= REQUIREMENT =
Find the line with "addresses to count" in the entries below. Repeat it, every following line, and the line with "impl<T: Transport> SeedSession<T>", exactly and with nothing added.
[[ SOURCE MATERIAL, beginning ]]
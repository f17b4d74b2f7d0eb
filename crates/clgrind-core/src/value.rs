//! Runtime values
//!
//! A [`TypedValue`] is a little byte buffer tagged with an element size and an
//! element count. Scalars have one element; vectors have one per lane;
//! aggregates are a single element spanning the whole aggregate. The same
//! representation carries memory payloads between the interpreter and
//! [`crate::memory::Memory`].

use crate::ir::{Constant, Type};
use bytemuck::pod_read_unaligned;
use half::f16;
use smallvec::SmallVec;
use std::fmt;

/// Inline capacity: enough for a `float4` or a `long2` without spilling.
pub type ValueBytes = SmallVec<[u8; 16]>;

#[derive(Clone, PartialEq, Eq, Hash)]
pub struct TypedValue {
    size: usize,
    num: usize,
    data: ValueBytes,
}

impl TypedValue {
    /// Zero-filled value of `num` elements of `size` bytes.
    pub fn new(size: usize, num: usize) -> Self {
        Self {
            size,
            num,
            data: SmallVec::from_elem(0, size * num),
        }
    }

    /// Zero-filled value shaped for `ty`.
    pub fn for_type(ty: &Type) -> Self {
        let (size, num) = ty.value_shape();
        Self::new(size, num)
    }

    pub fn from_bytes(size: usize, num: usize, bytes: &[u8]) -> Self {
        let mut value = Self::new(size, num);
        let n = value.data.len().min(bytes.len());
        value.data[..n].copy_from_slice(&bytes[..n]);
        value
    }

    pub fn from_constant(constant: &Constant) -> Self {
        let (size, num) = constant.ty.value_shape();
        Self::from_bytes(size, num, &constant.data)
    }

    /// Scalar integer of `size` bytes.
    pub fn from_uint(size: usize, value: u64) -> Self {
        let mut v = Self::new(size, 1);
        v.set_uint(0, value);
        v
    }

    pub fn from_sint(size: usize, value: i64) -> Self {
        Self::from_uint(size, value as u64)
    }

    pub fn from_float(size: usize, value: f64) -> Self {
        let mut v = Self::new(size, 1);
        v.set_float(0, value);
        v
    }

    pub fn from_bool(value: bool) -> Self {
        Self::from_uint(1, u64::from(value))
    }

    pub fn pointer(address: u64) -> Self {
        Self::from_uint(8, address)
    }

    pub fn size(&self) -> usize {
        self.size
    }

    pub fn num(&self) -> usize {
        self.num
    }

    pub fn byte_len(&self) -> usize {
        self.data.len()
    }

    pub fn bytes(&self) -> &[u8] {
        &self.data
    }

    pub fn bytes_mut(&mut self) -> &mut [u8] {
        &mut self.data
    }

    pub fn into_bytes(self) -> ValueBytes {
        self.data
    }

    fn lane(&self, index: usize) -> &[u8] {
        let start = index * self.size;
        &self.data[start..start + self.size]
    }

    fn lane_mut(&mut self, index: usize) -> &mut [u8] {
        let start = index * self.size;
        &mut self.data[start..start + self.size]
    }

    // ============================================================================================
    // Element Access
    // ============================================================================================

    /// Element `index` zero-extended to 64 bits.
    pub fn get_uint(&self, index: usize) -> u64 {
        let lane = self.lane(index);
        match self.size {
            1 => u64::from(lane[0]),
            2 => u64::from(u16::from_le_bytes(pod_read_unaligned(lane))),
            4 => u64::from(u32::from_le_bytes(pod_read_unaligned(lane))),
            8 => u64::from_le_bytes(pod_read_unaligned(lane)),
            _ => {
                let mut bytes = [0u8; 8];
                let n = lane.len().min(8);
                bytes[..n].copy_from_slice(&lane[..n]);
                u64::from_le_bytes(bytes)
            }
        }
    }

    /// Element `index` sign-extended to 64 bits.
    pub fn get_sint(&self, index: usize) -> i64 {
        let raw = self.get_uint(index);
        let bits = (self.size.min(8) * 8) as u32;
        if bits == 0 || bits >= 64 {
            raw as i64
        } else {
            let shift = 64 - bits;
            ((raw << shift) as i64) >> shift
        }
    }

    /// Element `index` as a float of this value's width.
    pub fn get_float(&self, index: usize) -> f64 {
        let lane = self.lane(index);
        match self.size {
            2 => f16::from_bits(u16::from_le_bytes(pod_read_unaligned(lane))).to_f64(),
            4 => f64::from(f32::from_le_bytes(pod_read_unaligned(lane))),
            8 => f64::from_le_bytes(pod_read_unaligned(lane)),
            _ => 0.0,
        }
    }

    pub fn get_pointer(&self, index: usize) -> u64 {
        self.get_uint(index)
    }

    /// True when element `index` is non-zero.
    pub fn get_bool(&self, index: usize) -> bool {
        self.lane(index).iter().any(|b| *b != 0)
    }

    /// Store the low `size` bytes of `value` into element `index`.
    pub fn set_uint(&mut self, index: usize, value: u64) {
        let size = self.size;
        let bytes = value.to_le_bytes();
        let lane = self.lane_mut(index);
        let n = size.min(8);
        lane[..n].copy_from_slice(&bytes[..n]);
    }

    pub fn set_sint(&mut self, index: usize, value: i64) {
        self.set_uint(index, value as u64);
    }

    /// Round `value` to this value's float width and store it.
    pub fn set_float(&mut self, index: usize, value: f64) {
        match self.size {
            2 => self.set_uint(index, u64::from(f16::from_f64(value).to_bits())),
            4 => self.set_uint(index, u64::from((value as f32).to_bits())),
            _ => self.set_uint(index, value.to_bits()),
        }
    }

    pub fn set_bool(&mut self, index: usize, value: bool) {
        self.set_uint(index, u64::from(value));
    }

    /// Single-lane copy of element `index`.
    pub fn element(&self, index: usize) -> TypedValue {
        Self::from_bytes(self.size, 1, self.lane(index))
    }

    /// Copy a single-element value into lane `index`.
    pub fn set_element(&mut self, index: usize, value: &TypedValue) {
        let n = self.size.min(value.data.len());
        self.lane_mut(index)[..n].copy_from_slice(&value.data[..n]);
    }

    /// Same bytes reinterpreted with a different shape.
    pub fn reshape(&self, size: usize, num: usize) -> TypedValue {
        Self::from_bytes(size, num, &self.data)
    }
}

impl fmt::Debug for TypedValue {
    fn fmt(&self, f: &mut fmt::Formatter<'_>) -> fmt::Result {
        write!(f, "TypedValue({}x{}: {:02x?})", self.num, self.size, self.data.as_slice())
    }
}

impl fmt::Display for TypedValue {
    fn fmt(&self, f: &mut fmt::Formatter<'_>) -> fmt::Result {
        if self.num > 1 {
            write!(f, "(")?;
        }
        for i in 0..self.num {
            if i > 0 {
                write!(f, ",")?;
            }
            match self.size {
                1 | 2 | 4 | 8 => write!(f, "{}", self.get_sint(i))?,
                _ => write!(f, "{:02x?}", self.lane(i))?,
            }
        }
        if self.num > 1 {
            write!(f, ")")?;
        }
        Ok(())
    }
}

#[cfg(test)]
mod tests {
    use super::*;

    #[test]
    fn test_integer_lanes() {
        let mut v = TypedValue::new(2, 4);
        v.set_sint(1, -2);
        v.set_uint(3, 0x1_FFFF);
        assert_eq!(v.get_uint(1), 0xFFFE);
        assert_eq!(v.get_sint(1), -2);
        assert_eq!(v.get_uint(3), 0xFFFF);
        assert_eq!(v.get_uint(0), 0);
        assert_eq!(v.byte_len(), 8);
    }

    #[test]
    fn test_float_widths() {
        let mut h = TypedValue::new(2, 1);
        h.set_float(0, 0.1);
        assert!((h.get_float(0) - 0.1).abs() < 1e-3);

        let f = TypedValue::from_float(4, 1.0 / 3.0);
        assert_eq!(f.get_float(0), f64::from(1.0f32 / 3.0));

        let d = TypedValue::from_float(8, 1.0 / 3.0);
        assert_eq!(d.get_float(0), 1.0 / 3.0);
    }

    #[test]
    fn test_elements() {
        let mut v = TypedValue::new(4, 3);
        v.set_element(2, &TypedValue::from_uint(4, 7));
        assert_eq!(v.element(2).get_uint(0), 7);
        assert_eq!(v.reshape(1, 12).get_uint(8), 7);
    }

    #[test]
    fn test_from_constant() {
        let c = Constant::int(Type::vector(Type::I32, 2), 5);
        let v = TypedValue::from_constant(&c);
        assert_eq!((v.size(), v.num()), (4, 2));
        assert_eq!(v.get_uint(1), 5);
    }

    #[test]
    fn test_display() {
        let mut v = TypedValue::new(4, 2);
        v.set_sint(0, -1);
        v.set_sint(1, 3);
        assert_eq!(v.to_string(), "(-1,3)");
    }
}
//! Seed session: one-shot address-pool bootstrap.

use std::sync::Arc;

use futures::stream::{FuturesUnordered, StreamExt};
use tracing::{debug, error, info};

use crate::config::Endpoint;
use crate::error::Error;
use crate::protocols::{PingProtocol, RejectProtocol, SeedProtocol};
use crate::sessions::{Role, Session};
use crate::transport::Transport;
use crate::types::{Link, LEVEL_BIP31, LEVEL_BIP61};

/// Seeding must grow the pool by at least this many addresses to count
/// as a success, clamped to the configured capacity.
const MINIMUM_HOST_INCREASE: usize = 100;

pub(crate) struct SeedSession<T: Transport> {
    session: Session<T>,
}

impl<T: Transport> SeedSession<T> {
    pub fn new(session: Session<T>) -> Self {
        Self { session }
    }

    /// Contact every configured seed in parallel; individual failures
    /// are suppressed, the aggregate address increase decides.
    pub async fn run(&self) -> Result<(), Error> {
        let config = &self.session.ctx.config;

        if config.host_pool_capacity == 0 {
            info!("not configured to populate an address pool");
            return Ok(());
        }

        let start_count = self.session.ctx.address_count();
        if start_count != 0 {
            debug!(count = start_count, "seeding skipped, pool already cached");
            return Ok(());
        }

        if config.seeds.is_empty() {
            error!("seeding required but no seeds configured");
            return Err(Error::OperationFailed);
        }

        let mut attempts: FuturesUnordered<_> = config
            .seeds
            .iter()
            .map(|seed| self.contact_seed(seed))
            .collect();
        while attempts.next().await.is_some() {}

        let required = MINIMUM_HOST_INCREASE.min(config.host_pool_capacity);
        let count = self.session.ctx.address_count();
        if count >= start_count + required {
            info!(count, "seeding complete");
            Ok(())
        } else {
            Err(Error::PeerThrottling)
        }
    }

    async fn contact_seed(&self, seed: &Endpoint) {
        if let Err(reason) = self.try_seed(seed).await {
            info!(%seed, %reason, "seed contact failed");
        }
    }

    async fn try_seed(&self, seed: &Endpoint) -> Result<(), Error> {
        if self.session.stopped() {
            return Err(Error::ChannelStopped);
        }

        info!(%seed, "contacting seed");
        let (stream, authority) = self.session.connect_one(&seed.host, seed.port).await?;

        let channel = self.session.create_channel(stream, authority, Link::Outbound);
        self.session.register_channel(&channel, Role::Seed).await?;

        // Keep-alive and reject logging for the duration of the
        // harvest; the address protocol proper is not wanted here.
        let version = channel.negotiated_version();
        let ping = PingProtocol::new(
            Arc::clone(&self.session.ctx),
            Arc::clone(&channel),
            version >= LEVEL_BIP31,
        );
        tokio::spawn(ping.run());
        if version >= LEVEL_BIP61 {
            tokio::spawn(RejectProtocol::new(Arc::clone(&channel)).run());
        }

        let harvest = SeedProtocol::new(
            Arc::clone(&self.session.ctx),
            Arc::clone(&channel),
        )
        .run()
        .await;

        // The seed channel has served its purpose either way.
        channel.stop(Error::ChannelStopped);
        harvest
    }
}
[[ SOURCE MATERIAL, end ]]
= ANSWER TO THIS TASK =
/// Seeding must grow the pool by at least this many addresses to count
/// as a success, clamped to the configured capacity.
const MINIMUM_HOST_INCREASE: usize = 100;

pub(crate) struct SeedSession<T: Transport> {
    session: Session<T>,
}

impl<T: Transport> SeedSession<T> {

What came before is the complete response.